### About this task
Please filter the entries and return only the lines that include "impl".

### Excerpts from a dataset

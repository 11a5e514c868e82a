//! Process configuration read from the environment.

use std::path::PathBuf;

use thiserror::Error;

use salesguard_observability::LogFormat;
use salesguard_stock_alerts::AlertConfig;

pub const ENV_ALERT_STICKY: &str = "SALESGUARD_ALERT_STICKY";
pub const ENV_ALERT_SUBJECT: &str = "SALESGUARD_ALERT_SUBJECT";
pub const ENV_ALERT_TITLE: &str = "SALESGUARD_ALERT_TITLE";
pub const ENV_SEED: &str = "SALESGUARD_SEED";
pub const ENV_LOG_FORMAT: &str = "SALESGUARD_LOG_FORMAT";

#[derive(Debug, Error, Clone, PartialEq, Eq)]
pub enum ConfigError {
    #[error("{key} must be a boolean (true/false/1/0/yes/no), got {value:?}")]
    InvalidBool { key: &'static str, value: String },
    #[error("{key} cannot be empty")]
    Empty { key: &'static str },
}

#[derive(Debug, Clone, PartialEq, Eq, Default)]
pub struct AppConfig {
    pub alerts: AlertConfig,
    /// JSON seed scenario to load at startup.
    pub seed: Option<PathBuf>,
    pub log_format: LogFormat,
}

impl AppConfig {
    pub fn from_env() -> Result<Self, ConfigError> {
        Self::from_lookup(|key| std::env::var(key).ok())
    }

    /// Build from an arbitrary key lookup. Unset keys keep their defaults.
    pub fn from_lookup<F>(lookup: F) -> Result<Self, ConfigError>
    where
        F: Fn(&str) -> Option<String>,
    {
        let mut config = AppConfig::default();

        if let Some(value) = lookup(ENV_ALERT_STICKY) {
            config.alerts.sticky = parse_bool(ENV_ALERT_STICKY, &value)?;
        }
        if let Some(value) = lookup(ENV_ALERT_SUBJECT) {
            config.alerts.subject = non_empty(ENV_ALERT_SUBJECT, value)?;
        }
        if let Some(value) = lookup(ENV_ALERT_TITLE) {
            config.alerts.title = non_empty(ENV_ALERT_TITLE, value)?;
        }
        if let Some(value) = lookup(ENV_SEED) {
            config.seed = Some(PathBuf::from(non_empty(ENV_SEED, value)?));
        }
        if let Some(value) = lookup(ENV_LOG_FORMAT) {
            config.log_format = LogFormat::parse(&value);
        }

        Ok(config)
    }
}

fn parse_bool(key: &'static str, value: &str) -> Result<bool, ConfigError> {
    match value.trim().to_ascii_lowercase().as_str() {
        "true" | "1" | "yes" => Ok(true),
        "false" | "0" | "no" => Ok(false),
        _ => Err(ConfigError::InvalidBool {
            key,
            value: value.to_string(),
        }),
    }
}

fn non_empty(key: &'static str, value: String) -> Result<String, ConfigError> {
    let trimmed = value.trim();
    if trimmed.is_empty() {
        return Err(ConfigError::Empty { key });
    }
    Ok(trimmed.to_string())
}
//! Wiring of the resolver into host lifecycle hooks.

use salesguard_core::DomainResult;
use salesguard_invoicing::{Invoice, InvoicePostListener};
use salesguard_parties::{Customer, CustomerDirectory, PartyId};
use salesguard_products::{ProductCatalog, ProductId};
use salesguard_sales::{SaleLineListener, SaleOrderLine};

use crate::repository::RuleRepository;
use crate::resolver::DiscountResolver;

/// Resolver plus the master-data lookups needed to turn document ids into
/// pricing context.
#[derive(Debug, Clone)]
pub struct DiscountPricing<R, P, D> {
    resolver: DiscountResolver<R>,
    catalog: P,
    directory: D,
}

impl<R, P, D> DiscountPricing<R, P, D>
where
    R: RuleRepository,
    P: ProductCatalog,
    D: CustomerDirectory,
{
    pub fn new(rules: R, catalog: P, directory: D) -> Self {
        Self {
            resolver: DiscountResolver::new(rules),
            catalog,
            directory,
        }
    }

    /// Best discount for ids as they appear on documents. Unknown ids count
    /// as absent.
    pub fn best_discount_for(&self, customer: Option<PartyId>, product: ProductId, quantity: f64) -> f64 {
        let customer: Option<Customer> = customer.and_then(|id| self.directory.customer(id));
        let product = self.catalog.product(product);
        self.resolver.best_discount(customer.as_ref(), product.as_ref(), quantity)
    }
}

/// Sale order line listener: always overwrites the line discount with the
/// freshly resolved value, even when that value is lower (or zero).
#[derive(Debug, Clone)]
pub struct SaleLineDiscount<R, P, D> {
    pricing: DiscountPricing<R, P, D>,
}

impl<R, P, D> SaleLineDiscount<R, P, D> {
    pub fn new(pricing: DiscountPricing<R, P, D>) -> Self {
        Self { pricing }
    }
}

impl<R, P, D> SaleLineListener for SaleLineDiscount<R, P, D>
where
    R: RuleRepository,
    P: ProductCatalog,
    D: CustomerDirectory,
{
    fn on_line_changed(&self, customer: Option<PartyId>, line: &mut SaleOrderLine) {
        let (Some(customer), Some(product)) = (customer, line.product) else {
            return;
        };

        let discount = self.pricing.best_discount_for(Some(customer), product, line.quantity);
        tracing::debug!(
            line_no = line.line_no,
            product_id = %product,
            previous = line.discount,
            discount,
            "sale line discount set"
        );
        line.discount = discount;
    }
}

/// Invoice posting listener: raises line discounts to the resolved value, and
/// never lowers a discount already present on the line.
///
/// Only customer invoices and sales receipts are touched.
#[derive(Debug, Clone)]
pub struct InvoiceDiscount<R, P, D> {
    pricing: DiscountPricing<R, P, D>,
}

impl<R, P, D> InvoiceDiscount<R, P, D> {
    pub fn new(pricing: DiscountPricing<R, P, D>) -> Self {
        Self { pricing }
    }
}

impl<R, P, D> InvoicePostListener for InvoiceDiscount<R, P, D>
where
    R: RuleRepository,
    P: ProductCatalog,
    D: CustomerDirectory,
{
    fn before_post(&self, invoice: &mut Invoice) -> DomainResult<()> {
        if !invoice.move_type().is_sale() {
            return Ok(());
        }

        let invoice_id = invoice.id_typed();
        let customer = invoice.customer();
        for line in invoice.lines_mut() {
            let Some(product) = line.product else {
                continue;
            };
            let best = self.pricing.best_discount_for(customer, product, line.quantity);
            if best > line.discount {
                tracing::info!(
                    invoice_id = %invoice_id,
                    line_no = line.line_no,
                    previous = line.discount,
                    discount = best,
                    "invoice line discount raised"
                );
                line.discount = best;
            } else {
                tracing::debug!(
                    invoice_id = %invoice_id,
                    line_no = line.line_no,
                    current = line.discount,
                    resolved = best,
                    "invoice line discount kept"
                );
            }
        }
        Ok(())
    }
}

### The completed task
impl AppConfig {
impl<R, P, D> DiscountPricing<R, P, D>
impl<R, P, D> SaleLineDiscount<R, P, D> {
impl<R, P, D> SaleLineListener for SaleLineDiscount<R, P, D>
impl<R, P, D> InvoiceDiscount<R, P, D> {
impl<R, P, D> InvoicePostListener for InvoiceDiscount<R, P, D>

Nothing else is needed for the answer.